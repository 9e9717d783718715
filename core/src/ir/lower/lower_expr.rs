//! file: core/src/ir/lower/lower_expr.rs
//! description: expression lowering.
//!
//! Every expression lowers to a single `Value` in the current block.
//! Expressions never create blocks: boolean operators evaluate all of their
//! operands, so control flow only comes from statements.
//!
use crate::ast::{AstNode, AstNodeKind, BinaryOperator, BoolOperator, CompareOperator, UnaryOperator};
use crate::ir::op::{BinaryOp, ICmpPredicate};
use crate::ir::value::Value;

use super::err::LoweringError;
use super::function_builder::FunctionBuilder;
use super::lowering_context::LoweringContext;

pub fn lower_expr(
    expr: &AstNode,
    fb: &mut FunctionBuilder,
    ctx: &mut LoweringContext,
) -> Result<Value, LoweringError> {
    lower_expr_kind(expr, fb, ctx).map_err(|e| e.at(expr))
}

/// Lower `expr` and coerce the result to `i1` (`!= 0`).
pub fn lower_condition(
    expr: &AstNode,
    fb: &mut FunctionBuilder,
    ctx: &mut LoweringContext,
) -> Result<Value, LoweringError> {
    let value = lower_expr(expr, fb, ctx)?;
    fb.coerce_to_bool(value).map_err(|e| e.at(expr))
}

fn lower_int_operand(
    expr: &AstNode,
    fb: &mut FunctionBuilder,
    ctx: &mut LoweringContext,
) -> Result<Value, LoweringError> {
    let value = lower_expr(expr, fb, ctx)?;
    fb.coerce_to_int(value)
}

fn binary_op(op: BinaryOperator) -> Option<BinaryOp> {
    match op {
        BinaryOperator::Add => Some(BinaryOp::Add),
        BinaryOperator::Sub => Some(BinaryOp::Sub),
        BinaryOperator::Mult => Some(BinaryOp::Mul),
        BinaryOperator::Mod => Some(BinaryOp::URem),
        BinaryOperator::Div
        | BinaryOperator::FloorDiv
        | BinaryOperator::Pow
        | BinaryOperator::LShift
        | BinaryOperator::RShift
        | BinaryOperator::BitOr
        | BinaryOperator::BitXor
        | BinaryOperator::BitAnd => None,
    }
}

fn compare_predicate(op: CompareOperator) -> Option<ICmpPredicate> {
    match op {
        CompareOperator::Gt => Some(ICmpPredicate::Sgt),
        CompareOperator::GtE => Some(ICmpPredicate::Sge),
        CompareOperator::Lt => Some(ICmpPredicate::Slt),
        CompareOperator::LtE => Some(ICmpPredicate::Sle),
        CompareOperator::Eq => Some(ICmpPredicate::Eq),
        CompareOperator::NotEq => Some(ICmpPredicate::Ne),
        CompareOperator::Is | CompareOperator::IsNot | CompareOperator::In | CompareOperator::NotIn => None,
    }
}

fn lower_expr_kind(
    expr: &AstNode,
    fb: &mut FunctionBuilder,
    ctx: &mut LoweringContext,
) -> Result<Value, LoweringError> {
    match expr.get_kind() {
        AstNodeKind::Constant { value } => Ok(Value::int(*value)),

        AstNodeKind::Name { id } => fb.read_variable(id),

        AstNodeKind::UnaryOp { op, operand } => match op {
            UnaryOperator::USub => {
                let v = lower_int_operand(operand, fb, ctx)?;
                fb.build_neg(v)
            }
            UnaryOperator::UAdd | UnaryOperator::Not | UnaryOperator::Invert => {
                Err(LoweringError::unsupported(&format!("\"{:?}\" operator", op)))
            }
        },

        AstNodeKind::BinOp { left, op, right } => {
            let Some(bin) = binary_op(*op) else {
                return Err(LoweringError::unsupported(&format!("\"{:?}\" operator", op)));
            };
            let lhs = lower_int_operand(left, fb, ctx)?;
            let rhs = lower_int_operand(right, fb, ctx)?;
            fb.build_binary(bin, lhs, rhs)
        }

        AstNodeKind::BoolOp { op, values } => {
            if values.is_empty() {
                return Err(LoweringError::unsupported("empty boolean expression"));
            }
            // no short-circuit: every operand is lowered before combining
            let mut operands = Vec::with_capacity(values.len());
            for v in values.iter() {
                operands.push(lower_condition(v, fb, ctx)?);
            }
            let combine = match op {
                BoolOperator::And => BinaryOp::And,
                BoolOperator::Or => BinaryOp::Or,
            };
            let mut result = operands[0];
            for rhs in operands.into_iter().skip(1) {
                result = fb.build_binary(combine, result, rhs)?;
            }
            Ok(result)
        }

        AstNodeKind::Compare { left, ops, comparators } => {
            if ops.len() != 1 || comparators.len() != 1 {
                return Err(LoweringError::unsupported("multiple comparison expression"));
            }
            let Some(pred) = compare_predicate(ops[0]) else {
                return Err(LoweringError::unsupported(&format!("\"{:?}\" operator", ops[0])));
            };
            let lhs = lower_int_operand(left, fb, ctx)?;
            let rhs = lower_int_operand(&comparators[0], fb, ctx)?;
            fb.build_icmp(pred, lhs, rhs)
        }

        AstNodeKind::Call { func, args, keywords } => {
            if !keywords.is_empty() {
                return Err(LoweringError::unsupported("keyword arguments"));
            }
            let AstNodeKind::Name { id } = func.get_kind() else {
                return Err(LoweringError::unsupported(&format!(
                    "calling a \"{}\" expression",
                    func.get_kind().name()
                ))
                .at(func));
            };
            let callee = ctx.resolve_callee(id, args.len())?;
            let mut values = Vec::with_capacity(args.len());
            for arg in args.iter() {
                values.push(lower_int_operand(arg, fb, ctx)?);
            }
            fb.build_call(callee, values)
        }

        AstNodeKind::Str { .. } | AstNodeKind::Attribute { .. } => Err(LoweringError::unsupported(
            &format!("\"{}\" expressions", expr.get_kind().name()),
        )),

        AstNodeKind::Module { .. }
        | AstNodeKind::FunctionDef { .. }
        | AstNodeKind::Assign { .. }
        | AstNodeKind::AugAssign { .. }
        | AstNodeKind::Expr { .. }
        | AstNodeKind::Return { .. }
        | AstNodeKind::If { .. }
        | AstNodeKind::While { .. }
        | AstNodeKind::For { .. }
        | AstNodeKind::Pass
        | AstNodeKind::Break
        | AstNodeKind::Continue => Err(LoweringError::unsupported(&format!(
            "\"{}\" in expression position",
            expr.get_kind().name()
        ))),
    }
}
_ _ _
Only the number is wanted: how many lines in the entries above include the word "match"?

#### [ANSWER]
5